Freshman year in UC Sunnydale. Buffy and Willow jump into college life, while Xander must find what his future is, and Giles is struggling with the fact that after quitting the Watchers' Council he no longer has a purpose. But something is brewing under the UC Sunnydale campus - a threat that has nothing to do with the supernatural, and everything to do with governments sticking their noses where they so don't belong.

Season 4 is possibly the weakest of the later Buffy seasons. Its main story-arc is unconvincing and its central villain rings hollow. Where this show is concerned, however, "weakest" means "still pretty damn good", and ironically, one can find here three of the five best episodes in the entire show, as well as some very important character-developments. It is the first major change of scenery for the Scooby gang, as hardly any of the old places from the previous seasons are visited (understandable, considering that Sunnydale High got burned down in Season 3...). The change is welcome, however, because it feels completely natural.

The most important new character of the season is of course Riley Finn (Marc Blucas) - TA in one of the classes that Buffy and Willow attend in UC Sunnydale, but also a part of the secret government military program called The Initiative. The most important aspect of Riley's role however is the fact that he is Buffy's new romantic interest, much to most fans' chagrin. In truth, he is a fantastic character. Completely Joe Avarage (if Joe Avarage was about seven feet tall, with chiseled jaw and athlete's physique of course), nice in an oafish way, stable, understanding, immensely polite, Riley is the very opposite of every other character on this show, and the contrast works beautifully. What does not work beautifully, unfortunately, is his relationship with Buffy. Both actors do their best, but there is just no chemistry. However realistic and wholesome a character Riley is, he never feels more than a place-holder in Buffy's life, and Season 5 actually will solidify that impression.

On the not-so-controversial side we have the return of Spike who becomes a regular member of the cast (or rather - James Marsters does). After some tinkering on the Initiative's part, the most badass vampire in the world is rendered harmless to humans which makes for a lot of hilarity and impotence jokes, as well as giving a chance for all kinds of awesome interaction between him and the Scooby gang.
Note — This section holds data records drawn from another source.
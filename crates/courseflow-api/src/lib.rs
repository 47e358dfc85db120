//! # courseflow-api — Axum API Services
//!
//! The HTTP surface of the Courseflow lifecycle core, built on
//! Axum/Tower/Tokio. Assembles the route modules into one application
//! with request tracing.
//!
//! ## Routes
//!
//! - `/v1/courses/*` — authoring, status changes, deletion
//! - `/v1/courses/{id}/votes/*` — vote submission and finalization
//! - `/v1/courses/{id}/schedule`, `/v1/lessons/*` — schedule generation
//!   and lesson status
//! - `/v1/courses/{id}/enrollments/*`, `/v1/enrollments/*` — admission,
//!   withdrawal, payment recording
//!
//! ## Crate Policy
//!
//! - No business logic in route handlers — every handler deserializes,
//!   delegates to the orchestrator, and serializes.
//! - All denials map to structured HTTP responses via `AppError`,
//!   carrying the stable reason code alongside the message.

pub mod error;
pub mod routes;
pub mod state;

use axum::Router;
use tower_http::trace::TraceLayer;

pub use error::AppError;
pub use state::AppState;

/// Assemble the application router.
pub fn app(state: AppState) -> Router {
    Router::new()
        .merge(routes::courses::router())
        .merge(routes::votes::router())
        .merge(routes::schedule::router())
        .merge(routes::enrollments::router())
        .layer(TraceLayer::new_for_http())
        .with_state(state)
}

/// Serve the application on `addr` until the process is stopped.
pub async fn serve(addr: std::net::SocketAddr, state: AppState) -> anyhow::Result<()> {
    let listener = tokio::net::TcpListener::bind(addr).await?;
    tracing::info!(%addr, "courseflow api listening");
    axum::serve(listener, app(state)).await?;
    Ok(())
}

#[cfg(test)]
mod tests {
    use super::*;
    use axum::body::Body;
    use axum::http::{header, Method, Request, StatusCode};
    use serde_json::{json, Value};
    use tower::ServiceExt;

    async fn call(
        app: &Router,
        method: Method,
        uri: &str,
        body: Option<Value>,
    ) -> (StatusCode, Value) {
        let request = match body {
            Some(value) => Request::builder()
                .method(method)
                .uri(uri)
                .header(header::CONTENT_TYPE, "application/json")
                .body(Body::from(value.to_string()))
                .unwrap(),
            None => Request::builder()
                .method(method)
                .uri(uri)
                .body(Body::empty())
                .unwrap(),
        };
        let response = app.clone().oneshot(request).await.unwrap();
        let status = response.status();
        let bytes = axum::body::to_bytes(response.into_body(), usize::MAX)
            .await
            .unwrap();
        let value = if bytes.is_empty() {
            Value::Null
        } else {
            serde_json::from_slice(&bytes).unwrap()
        };
        (status, value)
    }

    #[tokio::test]
    async fn test_full_lifecycle_over_http() {
        let app = app(AppState::in_memory());
        let school = uuid::Uuid::new_v4();

        // Provision a student and author a course with ten modules.
        let (status, student) = call(
            &app,
            Method::POST,
            "/v1/students",
            Some(json!({ "school_id": school, "name": "Dana" })),
        )
        .await;
        assert_eq!(status, StatusCode::OK);
        let student_id = student["id"].as_str().unwrap().to_string();

        let (status, course) = call(
            &app,
            Method::POST,
            "/v1/courses",
            Some(json!({
                "school_id": school,
                "title": "Spanish B1",
                "max_students": 20,
                "price_cents": 0,
            })),
        )
        .await;
        assert_eq!(status, StatusCode::OK);
        let course_id = course["id"].as_str().unwrap().to_string();

        let mut module_ids = Vec::new();
        for i in 0..10 {
            let (status, module) = call(
                &app,
                Method::POST,
                &format!("/v1/courses/{course_id}/modules"),
                Some(json!({ "title": format!("Topic {i}") })),
            )
            .await;
            assert_eq!(status, StatusCode::OK);
            module_ids.push(module["id"].as_str().unwrap().to_string());
        }

        // Admit, open voting, vote, finalize.
        let (status, _) = call(
            &app,
            Method::POST,
            &format!("/v1/courses/{course_id}/enrollments"),
            Some(json!({ "student_id": student_id })),
        )
        .await;
        assert_eq!(status, StatusCode::OK);

        let (status, _) = call(
            &app,
            Method::PUT,
            &format!("/v1/courses/{course_id}/status"),
            Some(json!({ "status": "TOPIC_VOTING" })),
        )
        .await;
        assert_eq!(status, StatusCode::OK);

        let (status, _) = call(
            &app,
            Method::PUT,
            &format!("/v1/courses/{course_id}/votes/{student_id}"),
            Some(json!({ "module_ids": &module_ids[..8] })),
        )
        .await;
        assert_eq!(status, StatusCode::OK);

        let (status, finalized) = call(
            &app,
            Method::POST,
            &format!("/v1/courses/{course_id}/votes/finalize"),
            None,
        )
        .await;
        assert_eq!(status, StatusCode::OK);
        assert_eq!(finalized["status"], "SCHEDULED");

        // Generate a schedule from a Monday with defaults.
        let (status, lessons) = call(
            &app,
            Method::POST,
            &format!("/v1/courses/{course_id}/schedule"),
            Some(json!({ "start_date": "2026-09-07" })),
        )
        .await;
        assert_eq!(status, StatusCode::OK);
        let lessons = lessons.as_array().unwrap();
        assert_eq!(lessons.len(), 10);
        assert_eq!(lessons[0]["title"], "Introduction");
        assert_eq!(lessons[9]["title"], "Conclusion");

        // Start the course now that lessons exist.
        let (status, started) = call(
            &app,
            Method::PUT,
            &format!("/v1/courses/{course_id}/status"),
            Some(json!({ "status": "IN_PROGRESS" })),
        )
        .await;
        assert_eq!(status, StatusCode::OK);
        assert_eq!(started["status"], "IN_PROGRESS");
    }

    #[tokio::test]
    async fn test_denials_map_to_reason_codes() {
        let app = app(AppState::in_memory());
        let school = uuid::Uuid::new_v4();

        let (_, course) = call(
            &app,
            Method::POST,
            "/v1/courses",
            Some(json!({
                "school_id": school,
                "title": "Spanish B1",
                "max_students": 1,
            })),
        )
        .await;
        let course_id = course["id"].as_str().unwrap().to_string();

        // Structural denial: DRAFT -> COMPLETED.
        let (status, body) = call(
            &app,
            Method::PUT,
            &format!("/v1/courses/{course_id}/status"),
            Some(json!({ "status": "COMPLETED" })),
        )
        .await;
        assert_eq!(status, StatusCode::CONFLICT);
        assert_eq!(body["error"]["reason"], "INVALID_STATUS_TRANSITION");

        // Guard denial: voting with zero modules.
        let (status, body) = call(
            &app,
            Method::PUT,
            &format!("/v1/courses/{course_id}/status"),
            Some(json!({ "status": "TOPIC_VOTING" })),
        )
        .await;
        assert_eq!(status, StatusCode::UNPROCESSABLE_ENTITY);
        assert_eq!(body["error"]["reason"], "INSUFFICIENT_MODULES");

        // Unknown course: 404.
        let missing = uuid::Uuid::new_v4();
        let (status, body) = call(&app, Method::GET, &format!("/v1/courses/{missing}"), None).await;
        assert_eq!(status, StatusCode::NOT_FOUND);
        assert_eq!(body["error"]["reason"], "NOT_FOUND");

        // Request validation: zero capacity.
        let (status, _) = call(
            &app,
            Method::POST,
            "/v1/courses",
            Some(json!({
                "school_id": school,
                "title": "Empty",
                "max_students": 0,
            })),
        )
        .await;
        assert_eq!(status, StatusCode::UNPROCESSABLE_ENTITY);
    }
}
Season 4 is centered around belonging and growing apart. Xander feels left behind, Willow goes through heavy changes, Buffy is obsessed with her "spanking new boyfriend", while Giles and Joyce feel that they have no purpose in life. And yet, as all those plot-lines converge in the next to last episode (explanations will happen, be at peace), the characters seem to have found a new bond, a symbiosis where everyone plays a part in a greater whole. This is the first season of the show that actually gives foreshadows of what is to follow next. Particularly the last episode - Restless - is big with the hinting, concerning the major plot-line of Season 5, as well as the archetypes characters will become toward the end of the show.

A few episodes merit special mention. Chief among them is Hush - one of the crowning jewels of the entire show. More than half of this episode is done without any dialogue, as a group of fairy-tale demons called the Gentlemen arrive in town and steal everybody's voices so that nobody would be heard screaming while they cut hearts out at night. Heavy on the subtext of communication and the various ways we manage to not understand each other, Hush is also one of the most effective horror-wise, as the grotesque skeletal Gentlemen are truly demonic in a way that nothing else in the entire show has ever come close to. Suffice to say that they float a foot above ground, their broad steel-toothed smiles never drop from their skull-like faces, and their exaggeratedly courteous gestures are chilling to the extreme. All the actors perform wonderfully in this episode, and there is quite a lot of spot-on comedy too. All part of the quirky idiosyncratic experience that is Buffy the Vampire Slayer.

Who Are You? deals with body-swapping, and gives two important cast-members the opportunity to step into the other one's shoes. Both perform great, and it is a wonderful character-building episode for one of them, but unfortunately I can't say more without ruining the surprise.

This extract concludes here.